Deformation behavior and microstructure evolution of TZM alloy with 1.0 wt%ZrO2 under high temperature compression

Abstract

The hot deformation behavior of TZM-1.0 wt% ZrO2 alloy in the temperature range of 1000–1600 °C and strain rate range of 0.005–1 s−1 was studied by hot compression method. The constitutive equation and hot working diagram were established, and the microstructure evolution was emphatically analyzed by SEM and EBSD. The results indicate that the flow stress decreases with the increase of temperature and the decrease of strain rate, and ZrO2 particles can improve the stability of TZM alloy in rate-control during hot deformation. The constitutive equation accurately predicted the correlation coefficient as high as 0.9685, calculated the average activation energy Q = 426 kJ mol−1, and obtained the best process parameters of 1150 °C–1250 °C /0.01–0.05 s−1 under 0.7 strain.
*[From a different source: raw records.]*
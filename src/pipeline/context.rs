use std::fmt;
use std::sync::atomic::{AtomicBool, Ordering};
use std::sync::Arc;

use serde::{Deserialize, Serialize};

use crate::app_config::Config;
use crate::errors::PipelineError;

use super::cache::ArtifactCache;
use super::retry::RetryPolicy;

/// Stages of a run, in pipeline order
#[derive(Debug, Clone, Copy, PartialEq, Eq, Hash, Serialize, Deserialize)]
#[serde(rename_all = "snake_case")]
pub enum Stage {
    Translation,
    Synthesis,
    StemSeparation,
    AdClassification,
    Reconciliation,
    Splice,
    Composition,
    Output,
}

impl Stage {
    pub fn as_str(&self) -> &'static str {
        match self {
            Stage::Translation => "translation",
            Stage::Synthesis => "synthesis",
            Stage::StemSeparation => "stem_separation",
            Stage::AdClassification => "ad_classification",
            Stage::Reconciliation => "reconciliation",
            Stage::Splice => "splice",
            Stage::Composition => "composition",
            Stage::Output => "output",
        }
    }
}

impl fmt::Display for Stage {
    fn fmt(&self, f: &mut fmt::Formatter<'_>) -> fmt::Result {
        f.write_str(self.as_str())
    }
}

/// Shared cancellation flag, checked between units of work
#[derive(Debug, Clone, Default)]
pub struct CancellationFlag(Arc<AtomicBool>);

impl CancellationFlag {
    pub fn new() -> Self {
        Self::default()
    }

    pub fn cancel(&self) {
        self.0.store(true, Ordering::SeqCst);
    }

    pub fn is_cancelled(&self) -> bool {
        self.0.load(Ordering::SeqCst)
    }

    /// `Err(Cancelled(stage))` once the flag is raised
    pub fn check(&self, stage: Stage) -> Result<(), PipelineError> {
        if self.is_cancelled() {
            Err(PipelineError::Cancelled(stage))
        } else {
            Ok(())
        }
    }
}

/// Everything a run needs besides its inputs and collaborators.
///
/// Two runs with separate contexts share no mutable state.
#[derive(Debug, Clone)]
pub struct RunContext {
    pub config: Config,
    pub cache: ArtifactCache,
    pub retry: RetryPolicy,
    pub cancel: CancellationFlag,
}

impl RunContext {
    /// Context with the cache and retry policy described by `config`
    pub fn from_config(config: Config) -> Self {
        let cache = ArtifactCache::from_config(&config.pipeline);
        let retry = RetryPolicy::from_config(&config.pipeline);
        Self {
            config,
            cache,
            retry,
            cancel: CancellationFlag::new(),
        }
    }

    pub fn with_cache(mut self, cache: ArtifactCache) -> Self {
        self.cache = cache;
        self
    }

    pub fn with_retry(mut self, retry: RetryPolicy) -> Self {
        self.retry = retry;
        self
    }

    pub fn with_cancellation(mut self, cancel: CancellationFlag) -> Self {
        self.cancel = cancel;
        self
    }

    pub fn concurrency(&self) -> usize {
        self.config.pipeline.concurrency.max(1)
    }
}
The unstable zone was mainly composed of a small number of coarse grains and a large number of fine grains. The main reason for flow instability was the disharmonious deformation between coarse and fine grains during compression. The optimum hot working zone consists of more uniform equiaxed grains. However, EBSD observed that at a strain rate of 1 s−1, the recrystallization fraction at 1600 °C was lower than 1200 °C, and the dynamic recrystallization (DRX) and texture evolution trends at 1200 °C and 1600 °C were completely different. The abnormal changes in recrystallization fraction and texture evolution at 1600 °C were due to the competition between deformed grain growth and DRX on energy storage consumption, and the effect of deformed grain growth on energy storage consumption was greater than that of DRX. At 1600 °C/1 s−1, the growth of deformed grains was dominant, exhibiting strong texture components in the [001] direction, with〈100〉fibers as the main component and the highest peak texture strength. As the strain rate decreases, DRX dominates and weakens the texture strength, resulting in a significant decrease in<100>fibers.